[INFORMATION PROVIDED — start]

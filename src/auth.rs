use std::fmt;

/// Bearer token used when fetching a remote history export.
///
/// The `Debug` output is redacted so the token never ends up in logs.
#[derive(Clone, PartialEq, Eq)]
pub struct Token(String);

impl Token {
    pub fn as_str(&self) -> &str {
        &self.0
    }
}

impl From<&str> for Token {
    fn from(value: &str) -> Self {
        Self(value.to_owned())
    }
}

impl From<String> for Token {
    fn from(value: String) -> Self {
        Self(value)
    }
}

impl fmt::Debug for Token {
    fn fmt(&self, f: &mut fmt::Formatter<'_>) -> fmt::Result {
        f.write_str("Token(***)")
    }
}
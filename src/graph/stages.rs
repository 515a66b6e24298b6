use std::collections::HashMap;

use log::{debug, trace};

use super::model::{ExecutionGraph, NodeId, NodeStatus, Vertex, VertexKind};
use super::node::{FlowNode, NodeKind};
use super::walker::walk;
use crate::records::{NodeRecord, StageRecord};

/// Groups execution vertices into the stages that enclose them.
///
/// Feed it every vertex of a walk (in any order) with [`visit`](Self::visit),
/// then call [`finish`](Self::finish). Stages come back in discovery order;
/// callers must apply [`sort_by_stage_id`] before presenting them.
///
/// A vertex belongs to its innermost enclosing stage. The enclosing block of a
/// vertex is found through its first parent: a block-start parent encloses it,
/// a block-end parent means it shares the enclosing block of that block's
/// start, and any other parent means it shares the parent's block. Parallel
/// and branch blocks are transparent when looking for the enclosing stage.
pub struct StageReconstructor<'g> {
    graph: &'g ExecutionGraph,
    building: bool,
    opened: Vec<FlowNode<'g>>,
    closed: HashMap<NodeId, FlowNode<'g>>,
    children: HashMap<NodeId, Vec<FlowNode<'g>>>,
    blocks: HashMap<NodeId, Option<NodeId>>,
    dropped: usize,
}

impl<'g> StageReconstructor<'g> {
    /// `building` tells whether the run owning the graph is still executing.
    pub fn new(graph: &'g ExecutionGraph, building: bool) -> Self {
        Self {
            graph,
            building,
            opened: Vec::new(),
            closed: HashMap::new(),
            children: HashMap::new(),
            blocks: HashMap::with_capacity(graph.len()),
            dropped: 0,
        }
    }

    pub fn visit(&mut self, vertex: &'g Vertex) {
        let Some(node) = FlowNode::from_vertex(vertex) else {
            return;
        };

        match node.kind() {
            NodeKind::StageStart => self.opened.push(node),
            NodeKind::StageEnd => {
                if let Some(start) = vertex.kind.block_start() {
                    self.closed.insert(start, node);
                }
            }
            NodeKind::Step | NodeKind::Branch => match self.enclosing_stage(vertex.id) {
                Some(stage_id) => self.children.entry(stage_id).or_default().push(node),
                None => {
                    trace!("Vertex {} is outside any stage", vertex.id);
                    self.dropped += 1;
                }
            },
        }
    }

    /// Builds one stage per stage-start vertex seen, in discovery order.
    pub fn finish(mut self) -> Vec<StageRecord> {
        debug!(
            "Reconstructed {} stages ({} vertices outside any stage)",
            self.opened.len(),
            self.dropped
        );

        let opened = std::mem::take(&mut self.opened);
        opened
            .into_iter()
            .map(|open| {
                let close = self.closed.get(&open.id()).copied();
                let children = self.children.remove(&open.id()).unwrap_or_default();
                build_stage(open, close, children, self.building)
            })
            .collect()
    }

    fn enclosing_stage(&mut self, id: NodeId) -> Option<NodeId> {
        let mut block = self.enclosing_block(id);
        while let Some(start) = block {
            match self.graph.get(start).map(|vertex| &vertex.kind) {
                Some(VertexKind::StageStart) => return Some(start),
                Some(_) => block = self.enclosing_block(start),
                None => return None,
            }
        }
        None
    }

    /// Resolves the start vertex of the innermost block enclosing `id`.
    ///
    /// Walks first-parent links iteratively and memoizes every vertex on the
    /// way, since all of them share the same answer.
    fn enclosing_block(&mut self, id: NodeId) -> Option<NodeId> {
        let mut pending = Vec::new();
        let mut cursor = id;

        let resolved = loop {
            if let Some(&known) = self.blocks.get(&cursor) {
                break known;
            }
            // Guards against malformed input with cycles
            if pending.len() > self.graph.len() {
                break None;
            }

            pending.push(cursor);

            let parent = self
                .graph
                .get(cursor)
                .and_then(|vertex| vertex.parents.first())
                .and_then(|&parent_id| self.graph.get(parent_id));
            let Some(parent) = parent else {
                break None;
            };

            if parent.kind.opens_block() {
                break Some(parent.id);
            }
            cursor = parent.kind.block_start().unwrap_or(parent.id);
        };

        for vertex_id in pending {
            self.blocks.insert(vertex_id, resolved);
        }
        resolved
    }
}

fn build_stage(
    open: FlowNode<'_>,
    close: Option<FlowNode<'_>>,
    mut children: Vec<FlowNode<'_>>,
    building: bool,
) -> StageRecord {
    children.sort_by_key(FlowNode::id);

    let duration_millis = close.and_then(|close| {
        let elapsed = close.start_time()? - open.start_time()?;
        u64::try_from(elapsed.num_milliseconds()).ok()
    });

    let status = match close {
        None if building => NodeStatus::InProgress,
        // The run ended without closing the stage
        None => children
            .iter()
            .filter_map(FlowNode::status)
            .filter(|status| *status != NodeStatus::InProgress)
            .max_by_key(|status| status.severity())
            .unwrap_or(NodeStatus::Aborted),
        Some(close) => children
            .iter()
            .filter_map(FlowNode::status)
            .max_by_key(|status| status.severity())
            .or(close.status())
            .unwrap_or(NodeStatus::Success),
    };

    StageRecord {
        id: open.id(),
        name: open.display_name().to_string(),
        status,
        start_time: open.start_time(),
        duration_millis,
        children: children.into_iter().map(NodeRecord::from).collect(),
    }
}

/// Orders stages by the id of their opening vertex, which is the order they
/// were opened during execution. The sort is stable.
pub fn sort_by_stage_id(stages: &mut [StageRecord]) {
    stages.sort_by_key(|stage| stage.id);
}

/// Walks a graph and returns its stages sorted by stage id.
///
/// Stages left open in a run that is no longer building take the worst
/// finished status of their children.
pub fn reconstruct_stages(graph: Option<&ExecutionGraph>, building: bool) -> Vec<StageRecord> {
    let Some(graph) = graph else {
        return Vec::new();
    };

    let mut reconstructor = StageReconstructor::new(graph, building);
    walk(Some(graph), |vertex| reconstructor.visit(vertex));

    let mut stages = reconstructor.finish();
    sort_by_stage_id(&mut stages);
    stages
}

[INFORMATION PROVIDED — finish]

▶ **ABOUT THIS EXERCISE**: Please write out the entries exactly, keeping every line intact.

▶ **OUTPUT FOR THIS EXERCISE**:
filename src/auth.rs
use std::fmt;

/// Bearer token used when fetching a remote history export.
///
/// The `Debug` output is redacted so the token never ends up in logs.
#[derive(Clone, PartialEq, Eq)]
pub struct Token(String);

impl Token {
    pub fn as_str(&self) -> &str {
        &self.0
    }
}

impl From<&str> for Token {
    fn from(value: &str) -> Self {
        Self(value.to_owned())
    }
}

impl From<String> for Token {
    fn from(value: String) -> Self {
        Self(value)
    }
}

impl fmt::Debug for Token {
    fn fmt(&self, f: &mut fmt::Formatter<'_>) -> fmt::Result {
        f.write_str("Token(***)")
    }
}
filename src/graph/stages.rs
repository 515a66b6e24298b6
use std::collections::HashMap;

use log::{debug, trace};

use super::model::{ExecutionGraph, NodeId, NodeStatus, Vertex, VertexKind};
use super::node::{FlowNode, NodeKind};
use super::walker::walk;
use crate::records::{NodeRecord, StageRecord};

/// Groups execution vertices into the stages that enclose them.
///
/// Feed it every vertex of a walk (in any order) with [`visit`](Self::visit),
/// then call [`finish`](Self::finish). Stages come back in discovery order;
/// callers must apply [`sort_by_stage_id`] before presenting them.
///
/// A vertex belongs to its innermost enclosing stage. The enclosing block of a
/// vertex is found through its first parent: a block-start parent encloses it,
/// a block-end parent means it shares the enclosing block of that block's
/// start, and any other parent means it shares the parent's block. Parallel
/// and branch blocks are transparent when looking for the enclosing stage.
pub struct StageReconstructor<'g> {
    graph: &'g ExecutionGraph,
    building: bool,
    opened: Vec<FlowNode<'g>>,
    closed: HashMap<NodeId, FlowNode<'g>>,
    children: HashMap<NodeId, Vec<FlowNode<'g>>>,
    blocks: HashMap<NodeId, Option<NodeId>>,
    dropped: usize,
}

impl<'g> StageReconstructor<'g> {
    /// `building` tells whether the run owning the graph is still executing.
    pub fn new(graph: &'g ExecutionGraph, building: bool) -> Self {
        Self {
            graph,
            building,
            opened: Vec::new(),
            closed: HashMap::new(),
            children: HashMap::new(),
            blocks: HashMap::with_capacity(graph.len()),
            dropped: 0,
        }
    }

    pub fn visit(&mut self, vertex: &'g Vertex) {
        let Some(node) = FlowNode::from_vertex(vertex) else {
            return;
        };

        match node.kind() {
            NodeKind::StageStart => self.opened.push(node),
            NodeKind::StageEnd => {
                if let Some(start) = vertex.kind.block_start() {
                    self.closed.insert(start, node);
                }
            }
            NodeKind::Step | NodeKind::Branch => match self.enclosing_stage(vertex.id) {
                Some(stage_id) => self.children.entry(stage_id).or_default().push(node),
                None => {
                    trace!("Vertex {} is outside any stage", vertex.id);
                    self.dropped += 1;
                }
            },
        }
    }

    /// Builds one stage per stage-start vertex seen, in discovery order.
    pub fn finish(mut self) -> Vec<StageRecord> {
        debug!(
            "Reconstructed {} stages ({} vertices outside any stage)",
            self.opened.len(),
            self.dropped
        );

        let opened = std::mem::take(&mut self.opened);
        opened
            .into_iter()
            .map(|open| {
                let close = self.closed.get(&open.id()).copied();
                let children = self.children.remove(&open.id()).unwrap_or_default();
                build_stage(open, close, children, self.building)
            })
            .collect()
    }

    fn enclosing_stage(&mut self, id: NodeId) -> Option<NodeId> {
        let mut block = self.enclosing_block(id);
        while let Some(start) = block {
            match self.graph.get(start).map(|vertex| &vertex.kind) {
                Some(VertexKind::StageStart) => return Some(start),
                Some(_) => block = self.enclosing_block(start),
                None => return None,
            }
        }
        None
    }

    /// Resolves the start vertex of the innermost block enclosing `id`.
    ///
    /// Walks first-parent links iteratively and memoizes every vertex on the
    /// way, since all of them share the same answer.
    fn enclosing_block(&mut self, id: NodeId) -> Option<NodeId> {
        let mut pending = Vec::new();
        let mut cursor = id;

        let resolved = loop {
            if let Some(&known) = self.blocks.get(&cursor) {
                break known;
            }
            // Guards against malformed input with cycles
            if pending.len() > self.graph.len() {
                break None;
            }

            pending.push(cursor);

            let parent = self
                .graph
                .get(cursor)
                .and_then(|vertex| vertex.parents.first())
                .and_then(|&parent_id| self.graph.get(parent_id));
            let Some(parent) = parent else {
                break None;
            };

            if parent.kind.opens_block() {
                break Some(parent.id);
            }
            cursor = parent.kind.block_start().unwrap_or(parent.id);
        };

        for vertex_id in pending {
            self.blocks.insert(vertex_id, resolved);
        }
        resolved
    }
}

fn build_stage(
    open: FlowNode<'_>,
    close: Option<FlowNode<'_>>,
    mut children: Vec<FlowNode<'_>>,
    building: bool,
) -> StageRecord {
    children.sort_by_key(FlowNode::id);

    let duration_millis = close.and_then(|close| {
        let elapsed = close.start_time()? - open.start_time()?;
        u64::try_from(elapsed.num_milliseconds()).ok()
    });

    let status = match close {
        None if building => NodeStatus::InProgress,
        // The run ended without closing the stage
        None => children
            .iter()
            .filter_map(FlowNode::status)
            .filter(|status| *status != NodeStatus::InProgress)
            .max_by_key(|status| status.severity())
            .unwrap_or(NodeStatus::Aborted),
        Some(close) => children
            .iter()
            .filter_map(FlowNode::status)
            .max_by_key(|status| status.severity())
            .or(close.status())
            .unwrap_or(NodeStatus::Success),
    };

    StageRecord {
        id: open.id(),
        name: open.display_name().to_string(),
        status,
        start_time: open.start_time(),
        duration_millis,
        children: children.into_iter().map(NodeRecord::from).collect(),
    }
}

/// Orders stages by the id of their opening vertex, which is the order they
/// were opened during execution. The sort is stable.
pub fn sort_by_stage_id(stages: &mut [StageRecord]) {
    stages.sort_by_key(|stage| stage.id);
}

/// Walks a graph and returns its stages sorted by stage id.
///
/// Stages left open in a run that is no longer building take the worst
/// finished status of their children.
pub fn reconstruct_stages(graph: Option<&ExecutionGraph>, building: bool) -> Vec<StageRecord> {
    let Some(graph) = graph else {
        return Vec::new();
    };

    let mut reconstructor = StageReconstructor::new(graph, building);
    walk(Some(graph), |vertex| reconstructor.visit(vertex));

    let mut stages = reconstructor.finish();
    sort_by_stage_id(&mut stages);
    stages
}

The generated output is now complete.